* [YOUR TASK]
Where does the word "Option" show up in the records? Copy every line that has it.

▶

//! Page windows over repository queries.
//!
//! The store does the slicing: the repository asks for one window of results
//! plus the total match count, and [`PaginationParams::to_page`] attaches the
//! navigation links.

use serde::{Deserialize, Serialize};

/// One window of a larger result set.
///
/// ```ignore
/// let page = users
///     .get_page(Filter::all(), SortSpec::asc("name"), &PaginationParams::new(2, 25))
///     .await?;
///
/// if let Some(next) = page.next_page {
///     // fetch PaginationParams::new(next, 25)
/// }
/// ```
#[derive(Serialize, Deserialize, Debug, Clone, PartialEq)]
pub struct Page<T> {
    pub items: Vec<T>,
    /// Number of matches across all pages.
    pub count: usize,
    pub next_page: Option<usize>,
    pub previous_page: Option<usize>,
}

impl<T> Page<T> {
    pub fn is_empty(&self) -> bool {
        self.items.is_empty()
    }

    /// Converts the items while keeping the navigation metadata.
    pub fn map<U>(self, f: impl FnMut(T) -> U) -> Page<U> {
        Page {
            items: self.items.into_iter().map(f).collect(),
            count: self.count,
            next_page: self.next_page,
            previous_page: self.previous_page,
        }
    }
}

impl<T> Default for Page<T> {
    fn default() -> Self {
        Self {
            items: Vec::new(),
            count: 0,
            next_page: None,
            previous_page: None,
        }
    }
}

/// A 1-based page number and a page size.
///
/// Page `0` is read as the first page.
#[derive(Serialize, Deserialize, Debug, Clone, Copy, PartialEq, Eq)]
pub struct PaginationParams {
    pub page: usize,
    pub per_page: usize,
}

impl PaginationParams {
    pub const DEFAULT_PER_PAGE: usize = 10;

    pub fn new(page: usize, per_page: usize) -> Self {
        Self { page, per_page }
    }

    pub fn first(per_page: usize) -> Self {
        Self::new(1, per_page)
    }

    /// The page that follows this one, with the same size.
    pub fn next(&self) -> Self {
        Self::new(self.page.max(1) + 1, self.per_page)
    }

    /// Number of matches skipped before this page.
    pub fn offset(&self) -> usize {
        self.page.saturating_sub(1).saturating_mul(self.per_page)
    }

    /// Wraps one fetched window of `items` out of `total` matches.
    pub fn to_page<T>(&self, items: Vec<T>, total: usize) -> Page<T> {
        let page = self.page.max(1);
        let end = self.offset() + items.len();

        Page {
            next_page: (end < total && !items.is_empty()).then_some(page + 1),
            previous_page: (page > 1).then_some(page - 1),
            count: total,
            items,
        }
    }
}

impl Default for PaginationParams {
    fn default() -> Self {
        Self::first(Self::DEFAULT_PER_PAGE)
    }
}

#[cfg(test)]
mod tests {
    use super::*;

    #[test]
    fn middle_page_links_both_ways() {
        let page = PaginationParams::new(2, 10).to_page((11..=20).collect::<Vec<_>>(), 35);

        assert_eq!(page.count, 35);
        assert_eq!(page.next_page, Some(3));
        assert_eq!(page.previous_page, Some(1));
    }

    #[test]
    fn last_page_has_no_next() {
        let page = PaginationParams::new(4, 10).to_page((31..=35).collect::<Vec<_>>(), 35);

        assert_eq!(page.next_page, None);
        assert_eq!(page.items.len(), 5);
    }

    #[test]
    fn page_past_the_end_is_empty_and_terminal() {
        let page = PaginationParams::new(9, 10).to_page(Vec::<i32>::new(), 35);

        assert!(page.is_empty());
        assert_eq!(page.next_page, None);
        assert_eq!(page.previous_page, Some(8));
    }

    #[test]
    fn page_zero_is_treated_as_first() {
        let params = PaginationParams::new(0, 10);

        assert_eq!(params.offset(), 0);
        assert_eq!(params.next(), PaginationParams::new(2, 10));
        assert_eq!(params.to_page(vec![1], 5).previous_page, None);
        assert_eq!(PaginationParams::default().next().offset(), 10);
    }

    #[test]
    fn map_keeps_links() {
        let page = PaginationParams::new(1, 2).to_page(vec![1, 2], 3).map(|n| n * 10);

        assert_eq!(page.items, vec![10, 20]);
        assert_eq!(page.next_page, Some(2));
    }
}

◀

* [FINISHED TASK]
    pub next_page: Option<usize>,
    pub previous_page: Option<usize>,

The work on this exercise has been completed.